Seperti semua tragedi lain yang tetap menyisakan air mata. Tanggal 12 September 1984
akan dikenang sebagai hari yang kelam dalam perjalanan bangsa Indonesia. Tragedi Tanjung
Priok yang telah menimbulkan pertumpahan darah, jiwa yang melayang.

Pemerintah dalam laporan resminya yang diwakili Panglima ABRI, Jenderal L. B.


Moerdani, menyebutkan bahwa korban tewas ‘hanya’ 18 orang dan luka-luka 53 orang. Namun
dari hasil investigasi tim pencari fakta, SONTAK (SOlidaritas Nasional untuk peristiwa TAnjung
prioK), diperkirakan sekitar 400 orang tewas, belum terhitung yang luka-luka dan cacat. Tokoh-
tokoh Islam menduga keras bahwa suasana panas itu memang sengaja direkayasa oleh oknum-
oknum tertentu dipemerintahan yang memusuhi Islam.

B. Saran

Dalam kehidupan berbangsa dan bernegara, kita harus menjunjung tinggi dan
mengamalkan nilai-nilai Pancasila dan UUD 1945 secara murni, karena dalam Pancasila
terkandung nilai-nilai luhur bangsa Indonesia itu sendiri.
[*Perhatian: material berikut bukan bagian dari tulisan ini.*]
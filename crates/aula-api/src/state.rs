//! Application state shared by all handlers.

use crate::services::access::AccessControl;
use crate::services::files::FileService;
use aula_core::Config;
use aula_storage::ObjectStore;
use sqlx::PgPool;
use std::sync::Arc;

/// Shared, stateless service handles. Cloned via `Arc` into every request;
/// nothing here holds cross-request mutable state.
pub struct AppState {
    pub config: Config,
    pub db_pool: PgPool,
    pub storage: Arc<dyn ObjectStore>,
    pub access: Arc<AccessControl>,
    pub files: Arc<FileService>,
}
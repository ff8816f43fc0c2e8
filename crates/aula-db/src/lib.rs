//! Aula database library
//!
//! Metadata-store capabilities for the gateway: CRUD for file rows, read-only
//! access to the module/course ownership chain and professor-course
//! assignments. Services depend on the capability traits so they can run
//! against in-memory fakes in tests; the Postgres implementations here are
//! wired in at startup.

pub mod files;
pub mod modules;
pub mod professors;
pub mod traits;

pub use files::PgFileRepository;
pub use modules::PgModuleRepository;
pub use professors::PgProfessorCourseRepository;
pub use traits::{FileStore, ModuleStore, ProfessorCourseStore};
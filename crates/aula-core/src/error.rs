//! Error types module
//!
//! All errors surfaced by the gateway are unified under the `AppError` enum.
//! The boundary layer maps each variant to a fixed transport status:
//! NotFound -> 404, Forbidden -> 403, InvalidInput -> 400, Unauthorized -> 401,
//! Storage/Database/Internal -> 500.
//!
//! The `Database` variant and `From<sqlx::Error>` are gated behind the `sqlx`
//! feature so that pure-domain consumers can build without a database driver.

use std::io;

#[cfg(feature = "sqlx")]
use sqlx::Error as SqlxError;

/// Log level for error reporting
#[derive(Debug, Clone, Copy, PartialEq, Eq)]
pub enum LogLevel {
    /// Debug level - for expected errors like validation failures
    Debug,
    /// Warning level - for recoverable issues
    Warn,
    /// Error level - for unexpected failures
    Error,
}

/// Metadata for error responses - defines how an error should be presented.
/// Implementors self-describe their HTTP response characteristics.
pub trait ErrorMetadata {
    /// HTTP status code to return
    fn http_status_code(&self) -> u16;

    /// Machine-readable error code (e.g., "NOT_FOUND")
    fn error_code(&self) -> &'static str;

    /// Whether this error is recoverable (can be retried)
    fn is_recoverable(&self) -> bool;

    /// Suggested action for the client
    fn suggested_action(&self) -> Option<&'static str>;

    /// Client-facing message (may differ from internal error message)
    fn client_message(&self) -> String;

    /// Whether details should be hidden in production
    fn is_sensitive(&self) -> bool;

    /// Log level for this error
    fn log_level(&self) -> LogLevel;
}

#[derive(Debug, thiserror::Error)]
pub enum AppError {
    #[cfg(feature = "sqlx")]
    #[error("Database error: {0}")]
    Database(#[source] SqlxError),

    #[cfg(not(feature = "sqlx"))]
    #[error("Database error: {0}")]
    Database(String),

    #[error("Storage error: {0}")]
    Storage(String),

    #[error("Invalid input: {0}")]
    InvalidInput(String),

    #[error("Not found: {0}")]
    NotFound(String),

    #[error("Forbidden: {0}")]
    Forbidden(String),

    #[error("Unauthorized: {0}")]
    Unauthorized(String),

    #[error("Internal error: {0}")]
    Internal(String),

    #[error("Internal error with source")]
    InternalWithSource {
        message: String,
        #[source]
        source: anyhow::Error,
    },
}

#[cfg(feature = "sqlx")]
impl From<SqlxError> for AppError {
    fn from(err: SqlxError) -> Self {
        AppError::Database(err)
    }
}

impl From<anyhow::Error> for AppError {
    fn from(err: anyhow::Error) -> Self {
        AppError::InternalWithSource {
            message: err.to_string(),
            source: err,
        }
    }
}

impl From<io::Error> for AppError {
    fn from(err: io::Error) -> Self {
        AppError::Internal(format!("IO error: {}", err))
    }
}

impl From<serde_json::Error> for AppError {
    fn from(err: serde_json::Error) -> Self {
        AppError::InvalidInput(format!("JSON parsing error: {}", err))
    }
}

/// Static metadata for each variant: (http_status, error_code, recoverable,
/// suggested_action, sensitive, log_level). client_message stays per-variant
/// for dynamic content.
fn app_error_static_metadata(
    err: &AppError,
) -> (
    u16,
    &'static str,
    bool,
    Option<&'static str>,
    bool,
    LogLevel,
) {
    match err {
        AppError::Database(_) => (
            500,
            "DATABASE_ERROR",
            true,
            Some("Retry after a short delay"),
            true,
            LogLevel::Error,
        ),
        AppError::Storage(_) => (
            500,
            "STORAGE_ERROR",
            true,
            Some("Retry after a short delay"),
            true,
            LogLevel::Error,
        ),
        AppError::InvalidInput(_) => (
            400,
            "INVALID_INPUT",
            false,
            Some("Check request parameters and try again"),
            false,
            LogLevel::Debug,
        ),
        AppError::NotFound(_) => (
            404,
            "NOT_FOUND",
            false,
            Some("Verify the resource ID exists"),
            false,
            LogLevel::Debug,
        ),
        AppError::Forbidden(_) => (
            403,
            "FORBIDDEN",
            false,
            Some("Check that the account is assigned to this course"),
            false,
            LogLevel::Debug,
        ),
        AppError::Unauthorized(_) => (
            401,
            "UNAUTHORIZED",
            false,
            Some("Check the bearer token"),
            false,
            LogLevel::Debug,
        ),
        AppError::Internal(_) | AppError::InternalWithSource { .. } => (
            500,
            "INTERNAL_ERROR",
            true,
            Some("Retry after a short delay"),
            true,
            LogLevel::Error,
        ),
    }
}

impl AppError {
    /// Get the error type name for detailed error responses
    pub fn error_type(&self) -> &str {
        match self {
            AppError::Database(_) => "Database",
            AppError::Storage(_) => "Storage",
            AppError::InvalidInput(_) => "InvalidInput",
            AppError::NotFound(_) => "NotFound",
            AppError::Forbidden(_) => "Forbidden",
            AppError::Unauthorized(_) => "Unauthorized",
            AppError::Internal(_) => "Internal",
            AppError::InternalWithSource { .. } => "Internal",
        }
    }

    /// Get detailed error information including the source chain
    pub fn detailed_message(&self) -> String {
        use std::error::Error;

        let mut details = self.to_string();

        let mut source = self.source();
        let mut depth = 0;
        while let Some(err) = source {
            depth += 1;
            if depth > 5 {
                details.push_str("\n  ... (truncated)");
                break;
            }
            details.push_str(&format!("\n  Caused by: {}", err));
            source = err.source();
        }

        details
    }
}

impl ErrorMetadata for AppError {
    fn http_status_code(&self) -> u16 {
        app_error_static_metadata(self).0
    }

    fn error_code(&self) -> &'static str {
        app_error_static_metadata(self).1
    }

    fn is_recoverable(&self) -> bool {
        app_error_static_metadata(self).2
    }

    fn suggested_action(&self) -> Option<&'static str> {
        app_error_static_metadata(self).3
    }

    fn is_sensitive(&self) -> bool {
        app_error_static_metadata(self).4
    }

    fn log_level(&self) -> LogLevel {
        app_error_static_metadata(self).5
    }

    fn client_message(&self) -> String {
        match self {
            AppError::Database(_) => "Failed to access database".to_string(),
            AppError::Storage(_) => "Failed to access storage".to_string(),
            AppError::InvalidInput(ref msg) => msg.clone(),
            AppError::NotFound(ref msg) => msg.clone(),
            AppError::Forbidden(ref msg) => msg.clone(),
            AppError::Unauthorized(ref msg) => msg.clone(),
            AppError::Internal(_) => "Internal server error".to_string(),
            AppError::InternalWithSource { .. } => "Internal server error".to_string(),
        }
    }
}
use async_trait::async_trait;
use aula_core::models::ModuleOwnership;
use aula_core::AppError;
use sqlx::{PgPool, Postgres};

use crate::traits::ModuleStore;

/// Read-only module/course lookups.
#[derive(Clone)]
pub struct PgModuleRepository {
    pool: PgPool,
}

impl PgModuleRepository {
    pub fn new(pool: PgPool) -> Self {
        Self { pool }
    }
}

#[async_trait]
impl ModuleStore for PgModuleRepository {
    #[tracing::instrument(skip(self), fields(db.table = "modules", db.operation = "select", db.record_id = module_id))]
    async fn ownership(&self, module_id: i64) -> Result<Option<ModuleOwnership>, AppError> {
        let row = sqlx::query_as::<Postgres, ModuleOwnership>(
            r#"
            SELECT m.id AS module_id, m.course_id, c.university_id
            FROM modules m
            JOIN courses c ON c.id = m.course_id
            WHERE m.id = $1
            "#,
        )
        .bind(module_id)
        .fetch_optional(&self.pool)
        .await?;

        Ok(row)
    }
}
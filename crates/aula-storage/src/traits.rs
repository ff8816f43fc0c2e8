//! Storage abstraction trait
//!
//! This module defines the ObjectStore trait that all storage backends must
//! implement.

use crate::StorageBackend;
use async_trait::async_trait;
use std::time::Duration;
use thiserror::Error;

/// Storage operation errors
#[derive(Debug, Error)]
pub enum StorageError {
    #[error("Upload failed: {0}")]
    UploadFailed(String),

    #[error("Download failed: {0}")]
    DownloadFailed(String),

    #[error("Delete failed: {0}")]
    DeleteFailed(String),

    #[error("URL signing failed: {0}")]
    SigningFailed(String),

    #[error("Object not found: {0}")]
    NotFound(String),

    #[error("Invalid storage key: {0}")]
    InvalidKey(String),

    #[error("Storage backend error: {0}")]
    BackendError(String),

    #[error("IO error: {0}")]
    IoError(#[from] std::io::Error),

    #[error("Configuration error: {0}")]
    ConfigError(String),
}

/// Result type for storage operations
pub type StorageResult<T> = Result<T, StorageError>;

/// Storage abstraction trait
///
/// All storage backends (S3, local filesystem) implement this trait so the
/// file orchestration layer never couples to backend details. Keys are
/// hierarchical and path-prefixed; see the crate root documentation.
#[async_trait]
pub trait ObjectStore: Send + Sync {
    /// Write an object and return its public URL.
    async fn put(&self, key: &str, data: Vec<u8>, content_type: &str) -> StorageResult<String>;

    /// Read an object. `Ok(None)` when the key does not exist.
    async fn get(&self, key: &str) -> StorageResult<Option<Vec<u8>>>;

    /// Delete an object. Returns whether the object existed; deleting an
    /// absent key is not an error.
    async fn delete(&self, key: &str) -> StorageResult<bool>;

    /// Generate a time-limited read URL for one object.
    ///
    /// Backends whose credential mode cannot sign return `SigningFailed`;
    /// callers decide whether to degrade to the plain object URL.
    async fn signed_read_url(&self, key: &str, expires_in: Duration) -> StorageResult<String>;

    /// Check if an object exists
    async fn exists(&self, key: &str) -> StorageResult<bool>;

    /// Get the storage backend type
    fn backend_type(&self) -> StorageBackend;
}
Salah satunya adalah saling
menghormati dan menghargai satu sama lain. Hal ini penting, agar tidak timbul konflik-konflik
yang dapat berujung pada kejadian yang menelan korban jiwa, apalagi kalau korban adalah orang
yang tidak bersalah.
DAFTAR PUSTAKA

1. Buku:
- Buku Tanjung Priok Berdarah, Tanggungjawab Siapa: Kumpulan Fakta dan Data,
Yogyakarta: Gema Insani Press via.
- Mulya lubis, Todung 200. Jalan Panjang Hak Asasi Manusia. Gramedia.

2. Undang-undang:

Undang-undang Nomor 39 tahun 1999 tentang Hak Asasi Manusia.

3. Artikel atau Tulisan:

Tulisan persoalan penting Hak Asasi Manusia oleh Monitoring Kontras (komisi untuk
orang hilang dan korban tindak kekerasan)

Laporan Komnas HAM tentang Kasus Tanjung Priok.